● PROBLEM REQUIREMENTS: Pull out of the data below the stretch of lines bounded by the one containing "registry is always" and the one containing "impl std::fmt::Display for OrderSide", both bounds included, unchanged.

======== TASK INPUTS

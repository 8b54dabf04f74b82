//! Order types for the tickmatch limit order agent.
//!
//! A [`NewOrder`] is what callers (operators or auto-order rules) submit.
//! It becomes an [`Order`] only after validation; an order resident in the
//! registry is always [`OrderStatus::Pending`].

use chrono::{DateTime, Utc};
use rust_decimal::Decimal;
use serde::{Deserialize, Serialize};

use crate::{OrderId, ProductId, Result, TickmatchError};

/// Direction of a conditional order.
#[derive(Debug, Clone, Copy, PartialEq, Eq, Hash, Ord, PartialOrd, Serialize, Deserialize)]
pub enum OrderSide {
    Buy,
    Sell,
}

impl std::fmt::Display for OrderSide {
    fn fmt(&self, f: &mut std::fmt::Formatter<'_>) -> std::fmt::Result {
        match self {
            Self::Buy => write!(f, "BUY"),
            Self::Sell => write!(f, "SELL"),
        }
    }
}

/// Lifecycle status of an order.
///
/// `Pending → Executed` and `Pending → Cancelled` are the only transitions.
#[derive(Debug, Clone, Copy, PartialEq, Eq, Hash, Ord, PartialOrd, Serialize, Deserialize)]
pub enum OrderStatus {
    Pending,
    Executed,
    Cancelled,
}

impl OrderStatus {
    #[must_use]
    pub fn is_terminal(self) -> bool {
        !matches!(self, Self::Pending)
    }
}

impl std::fmt::Display for OrderStatus {
    fn fmt(&self, f: &mut std::fmt::Formatter<'_>) -> std::fmt::Result {
        match self {
            Self::Pending => write!(f, "PENDING"),
            Self::Executed => write!(f, "EXECUTED"),
            Self::Cancelled => write!(f, "CANCELLED"),
        }
    }
}

/// Who placed an order.
#[derive(Debug, Clone, PartialEq, Eq, Serialize, Deserialize)]
pub enum OrderSource {
    /// Direct registration call.
    Operator,
    /// Proposed by the named auto-order rule.
    Rule(String),
}

impl std::fmt::Display for OrderSource {
    fn fmt(&self, f: &mut std::fmt::Formatter<'_>) -> std::fmt::Result {
        match self {
            Self::Operator => write!(f, "operator"),
            Self::Rule(name) => write!(f, "rule:{name}"),
        }
    }
}

/// An unvalidated registration request.
///
/// `limit_price` is optional so that a request with no limit can be
/// represented (and rejected) rather than silently defaulted.
#[derive(Debug, Clone, PartialEq, Eq, Serialize, Deserialize)]
pub struct NewOrder {
    pub side: OrderSide,
    pub product_id: ProductId,
    pub amount: u64,
    #[serde(default)]
    pub limit_price: Option<Decimal>,
}

impl NewOrder {
    #[must_use]
    pub fn new(
        side: OrderSide,
        product_id: impl Into<ProductId>,
        amount: u64,
        limit_price: Option<Decimal>,
    ) -> Self {
        Self {
            side,
            product_id: product_id.into(),
            amount,
            limit_price,
        }
    }

    /// Buy `amount` of `product_id` once the price is at or below `limit`.
    #[must_use]
    pub fn buy(product_id: impl Into<ProductId>, amount: u64, limit: Decimal) -> Self {
        Self::new(OrderSide::Buy, product_id, amount, Some(limit))
    }

    /// Sell `amount` of `product_id` once the price is at or above `limit`.
    #[must_use]
    pub fn sell(product_id: impl Into<ProductId>, amount: u64, limit: Decimal) -> Self {
        Self::new(OrderSide::Sell, product_id, amount, Some(limit))
    }

    /// Check the request and return its limit price.
    pub fn validate(&self) -> Result<Decimal> {
        if self.product_id.is_empty() {
            return Err(TickmatchError::InvalidOrder {
                reason: "Product id must not be empty".to_string(),
            });
        }
        if self.amount == 0 {
            return Err(TickmatchError::InvalidOrder {
                reason: "Amount must be positive".to_string(),
            });
        }
        let limit = self.limit_price.ok_or_else(|| TickmatchError::InvalidOrder {
            reason: "Limit price is required".to_string(),
        })?;
        if limit.is_sign_negative() && !limit.is_zero() {
            return Err(TickmatchError::InvalidOrder {
                reason: format!("Limit price {limit} must not be negative"),
            });
        }
        Ok(limit)
    }
}

/// A validated conditional order.
#[derive(Debug, Clone, PartialEq, Eq, Serialize, Deserialize)]
pub struct Order {
    pub id: OrderId,
    pub side: OrderSide,
    pub product_id: ProductId,
    pub amount: u64,
    pub limit_price: Decimal,
    pub status: OrderStatus,
    pub source: OrderSource,
    pub created_at: DateTime<Utc>,
}

impl Order {
    /// Validate a request and build a pending order from it.
    pub fn from_request(request: NewOrder, source: OrderSource) -> Result<Self> {
        let limit_price = request.validate()?;
        Ok(Self {
            id: OrderId::new(),
            side: request.side,
            product_id: request.product_id,
            amount: request.amount,
            limit_price,
            status: OrderStatus::Pending,
            source,
            created_at: Utc::now(),
        })
    }

    /// Whether a tick at `price` satisfies this order's limit.
    ///
    /// Both sides are boundary inclusive: a buy fires at `price <= limit`,
    /// a sell at `price >= limit`.
    #[must_use]
    pub fn is_triggered_by(&self, price: Decimal) -> bool {
        match self.side {
            OrderSide::Buy => price <= self.limit_price,
            OrderSide::Sell => price >= self.limit_price,
        }
    }

    #[must_use]
    pub fn is_pending(&self) -> bool {
        self.status == OrderStatus::Pending
    }
}

impl std::fmt::Display for Order {
    fn fmt(&self, f: &mut std::fmt::Formatter<'_>) -> std::fmt::Result {
        write!(
            f,
            "Order[{}] {} {} {} @ {} ({})",
            self.id, self.side, self.amount, self.product_id, self.limit_price, self.status,
        )
    }
}

/// Test helpers.
#[cfg(any(test, feature = "test-helpers"))]
impl Order {
    pub fn dummy_limit(side: OrderSide, product: &str, amount: u64, limit: Decimal) -> Self {
        Self {
            id: OrderId::new(),
            side,
            product_id: ProductId::from(product),
            amount,
            limit_price: limit,
            status: OrderStatus::Pending,
            source: OrderSource::Operator,
            created_at: Utc::now(),
        }
    }
}

#[cfg(test)]
mod tests {
    use rust_decimal_macros::dec;

    use super::*;

    #[test]
    fn order_side_display() {
        assert_eq!(format!("{}", OrderSide::Buy), "BUY");
        assert_eq!(format!("{}", OrderSide::Sell), "SELL");
    }

    #[test]
    fn buy_triggers_at_or_below_limit() {
        let order = Order::dummy_limit(OrderSide::Buy, "IBM", 1000, dec!(100.00));
        assert!(order.is_triggered_by(dec!(100)));
        assert!(order.is_triggered_by(dec!(99.99)));
        assert!(!order.is_triggered_by(dec!(100.01)));
    }

    #[test]
    fn sell_triggers_at_or_above_limit() {
        let order = Order::dummy_limit(OrderSide::Sell, "IBM", 10, dec!(50.5));
        assert!(order.is_triggered_by(dec!(50.50)));
        assert!(order.is_triggered_by(dec!(51)));
        assert!(!order.is_triggered_by(dec!(50.49)));
    }

    #[test]
    fn equality_ignores_scale() {
        // 100 and 100.000 are the same price.
        let order = Order::dummy_limit(OrderSide::Buy, "IBM", 1, dec!(100));
        assert!(order.is_triggered_by(dec!(100.000)));
    }

    #[test]
    fn zero_amount_rejected() {
        let err = NewOrder::buy("X", 0, dec!(10.0)).validate().unwrap_err();
        assert!(matches!(err, TickmatchError::InvalidOrder { .. }));
    }

    #[test]
    fn missing_limit_rejected() {
        let err = NewOrder::new(OrderSide::Buy, "X", 5, None)
            .validate()
            .unwrap_err();
        assert!(matches!(err, TickmatchError::InvalidOrder { .. }));
    }

    #[test]
    fn negative_limit_rejected() {
        let err = NewOrder::sell("X", 5, dec!(-0.01)).validate().unwrap_err();
        assert!(matches!(err, TickmatchError::InvalidOrder { .. }));
    }

    #[test]
    fn zero_limit_accepted() {
        assert_eq!(NewOrder::sell("X", 5, dec!(0)).validate().unwrap(), dec!(0));
    }

    #[test]
    fn blank_product_rejected() {
        let err = NewOrder::buy("  ", 5, dec!(1)).validate().unwrap_err();
        assert!(matches!(err, TickmatchError::InvalidOrder { .. }));
    }

    #[test]
    fn from_request_builds_pending_order() {
        let order =
            Order::from_request(NewOrder::buy("IBM", 1000, dec!(100)), OrderSource::Operator)
                .unwrap();
        assert!(order.is_pending());
        assert_eq!(order.product_id.as_str(), "IBM");
        assert_eq!(order.amount, 1000);
        assert_eq!(order.limit_price, dec!(100));
    }

    #[test]
    fn request_deserializes_without_limit() {
        let req: NewOrder =
            serde_json::from_str(r#"{"side":"Buy","product_id":"X","amount":5}"#).unwrap();
        assert_eq!(req.limit_price, None);
        assert!(req.validate().is_err());
    }

    #[test]
    fn status_terminality() {
        assert!(!OrderStatus::Pending.is_terminal());
        assert!(OrderStatus::Executed.is_terminal());
        assert!(OrderStatus::Cancelled.is_terminal());
    }

    #[test]
    fn source_display() {
        assert_eq!(OrderSource::Operator.to_string(), "operator");
        assert_eq!(OrderSource::Rule("dip".into()).to_string(), "rule:dip");
    }
}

================

● EXERCISE RESULT:
//! registry is always [`OrderStatus::Pending`].

use chrono::{DateTime, Utc};
use rust_decimal::Decimal;
use serde::{Deserialize, Serialize};

use crate::{OrderId, ProductId, Result, TickmatchError};

/// Direction of a conditional order.
#[derive(Debug, Clone, Copy, PartialEq, Eq, Hash, Ord, PartialOrd, Serialize, Deserialize)]
pub enum OrderSide {
    Buy,
    Sell,
}

impl std::fmt::Display for OrderSide {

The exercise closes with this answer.